- What is being asked
In the material below, find each line with the string "SeqCst" and copy it.

- Data records
#####
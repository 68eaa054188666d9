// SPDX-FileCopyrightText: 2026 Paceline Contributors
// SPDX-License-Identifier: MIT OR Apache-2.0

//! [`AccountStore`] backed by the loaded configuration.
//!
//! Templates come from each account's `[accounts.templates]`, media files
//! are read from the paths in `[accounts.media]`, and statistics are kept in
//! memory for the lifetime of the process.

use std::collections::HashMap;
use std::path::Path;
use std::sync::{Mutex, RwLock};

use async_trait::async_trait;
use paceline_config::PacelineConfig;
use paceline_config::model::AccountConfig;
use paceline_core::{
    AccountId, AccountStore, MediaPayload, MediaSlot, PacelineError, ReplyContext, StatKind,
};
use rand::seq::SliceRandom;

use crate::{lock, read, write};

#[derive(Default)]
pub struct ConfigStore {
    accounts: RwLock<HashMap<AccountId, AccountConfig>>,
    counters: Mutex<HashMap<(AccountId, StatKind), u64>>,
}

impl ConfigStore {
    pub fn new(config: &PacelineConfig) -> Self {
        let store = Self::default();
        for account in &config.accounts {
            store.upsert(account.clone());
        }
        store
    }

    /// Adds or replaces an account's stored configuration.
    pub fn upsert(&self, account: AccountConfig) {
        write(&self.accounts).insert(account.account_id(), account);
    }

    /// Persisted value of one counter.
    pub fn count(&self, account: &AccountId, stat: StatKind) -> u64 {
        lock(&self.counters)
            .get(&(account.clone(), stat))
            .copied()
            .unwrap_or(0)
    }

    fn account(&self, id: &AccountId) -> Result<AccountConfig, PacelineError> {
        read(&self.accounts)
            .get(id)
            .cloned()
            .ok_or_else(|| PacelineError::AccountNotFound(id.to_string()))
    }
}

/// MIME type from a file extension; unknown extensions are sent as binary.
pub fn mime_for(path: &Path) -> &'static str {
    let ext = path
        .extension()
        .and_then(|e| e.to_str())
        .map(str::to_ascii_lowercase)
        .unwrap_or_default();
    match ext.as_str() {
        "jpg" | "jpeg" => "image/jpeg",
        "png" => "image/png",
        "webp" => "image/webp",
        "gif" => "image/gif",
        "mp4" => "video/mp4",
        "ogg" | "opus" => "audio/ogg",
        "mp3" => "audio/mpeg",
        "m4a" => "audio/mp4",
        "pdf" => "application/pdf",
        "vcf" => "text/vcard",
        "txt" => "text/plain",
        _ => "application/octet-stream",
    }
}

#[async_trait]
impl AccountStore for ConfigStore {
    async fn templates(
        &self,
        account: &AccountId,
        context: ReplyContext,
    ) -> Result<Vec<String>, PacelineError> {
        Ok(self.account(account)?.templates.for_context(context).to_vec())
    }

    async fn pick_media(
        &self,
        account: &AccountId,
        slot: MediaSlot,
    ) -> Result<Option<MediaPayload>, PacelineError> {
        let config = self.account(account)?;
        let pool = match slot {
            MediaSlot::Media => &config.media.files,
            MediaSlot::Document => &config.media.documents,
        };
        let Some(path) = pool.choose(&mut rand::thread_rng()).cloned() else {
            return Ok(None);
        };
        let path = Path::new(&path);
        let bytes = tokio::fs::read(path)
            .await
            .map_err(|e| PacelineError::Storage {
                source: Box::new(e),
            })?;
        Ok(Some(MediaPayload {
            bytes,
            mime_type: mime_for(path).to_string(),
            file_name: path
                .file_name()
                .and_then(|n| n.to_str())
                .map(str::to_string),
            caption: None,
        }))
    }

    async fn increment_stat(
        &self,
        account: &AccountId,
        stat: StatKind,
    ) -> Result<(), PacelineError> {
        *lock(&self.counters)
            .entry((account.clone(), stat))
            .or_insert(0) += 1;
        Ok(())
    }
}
#####
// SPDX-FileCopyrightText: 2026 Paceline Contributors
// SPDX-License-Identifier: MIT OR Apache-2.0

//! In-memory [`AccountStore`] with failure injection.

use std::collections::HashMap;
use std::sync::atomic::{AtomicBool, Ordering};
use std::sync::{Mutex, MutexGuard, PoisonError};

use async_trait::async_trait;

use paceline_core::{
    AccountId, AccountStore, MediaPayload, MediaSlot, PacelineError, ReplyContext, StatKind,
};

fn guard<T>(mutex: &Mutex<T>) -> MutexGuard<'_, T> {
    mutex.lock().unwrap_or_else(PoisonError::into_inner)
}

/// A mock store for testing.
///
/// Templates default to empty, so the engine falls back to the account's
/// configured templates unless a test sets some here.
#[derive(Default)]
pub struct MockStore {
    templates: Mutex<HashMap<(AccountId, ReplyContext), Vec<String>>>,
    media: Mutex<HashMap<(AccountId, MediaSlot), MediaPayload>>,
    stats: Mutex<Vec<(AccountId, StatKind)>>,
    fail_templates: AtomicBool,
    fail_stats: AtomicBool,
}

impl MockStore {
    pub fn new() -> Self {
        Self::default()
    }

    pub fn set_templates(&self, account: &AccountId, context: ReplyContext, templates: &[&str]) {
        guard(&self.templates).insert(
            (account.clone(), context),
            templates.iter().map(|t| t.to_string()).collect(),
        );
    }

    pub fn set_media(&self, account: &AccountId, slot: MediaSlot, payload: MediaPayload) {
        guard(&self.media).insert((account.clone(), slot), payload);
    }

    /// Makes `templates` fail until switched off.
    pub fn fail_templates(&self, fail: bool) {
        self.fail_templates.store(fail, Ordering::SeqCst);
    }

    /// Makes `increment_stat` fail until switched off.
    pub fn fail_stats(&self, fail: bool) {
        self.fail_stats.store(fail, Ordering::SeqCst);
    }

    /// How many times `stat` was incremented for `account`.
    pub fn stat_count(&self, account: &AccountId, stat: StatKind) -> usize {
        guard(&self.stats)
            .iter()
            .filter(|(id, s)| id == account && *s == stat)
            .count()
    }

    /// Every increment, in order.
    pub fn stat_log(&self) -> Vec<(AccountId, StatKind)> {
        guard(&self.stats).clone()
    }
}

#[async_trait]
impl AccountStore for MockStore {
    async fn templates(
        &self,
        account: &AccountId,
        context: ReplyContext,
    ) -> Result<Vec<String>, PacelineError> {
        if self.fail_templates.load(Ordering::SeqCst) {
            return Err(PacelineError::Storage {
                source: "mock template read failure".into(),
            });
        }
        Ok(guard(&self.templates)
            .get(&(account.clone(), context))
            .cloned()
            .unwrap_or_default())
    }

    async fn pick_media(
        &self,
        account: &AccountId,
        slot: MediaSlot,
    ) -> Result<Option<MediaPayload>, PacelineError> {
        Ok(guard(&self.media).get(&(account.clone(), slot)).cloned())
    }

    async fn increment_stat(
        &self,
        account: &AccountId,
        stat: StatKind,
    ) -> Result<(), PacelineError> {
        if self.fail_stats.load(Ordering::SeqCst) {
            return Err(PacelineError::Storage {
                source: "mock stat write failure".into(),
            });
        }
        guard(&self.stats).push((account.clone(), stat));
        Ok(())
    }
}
#####
- Solution
        self.fail_templates.store(fail, Ordering::SeqCst);
        self.fail_stats.store(fail, Ordering::SeqCst);
        if self.fail_templates.load(Ordering::SeqCst) {
        if self.fail_stats.load(Ordering::SeqCst) {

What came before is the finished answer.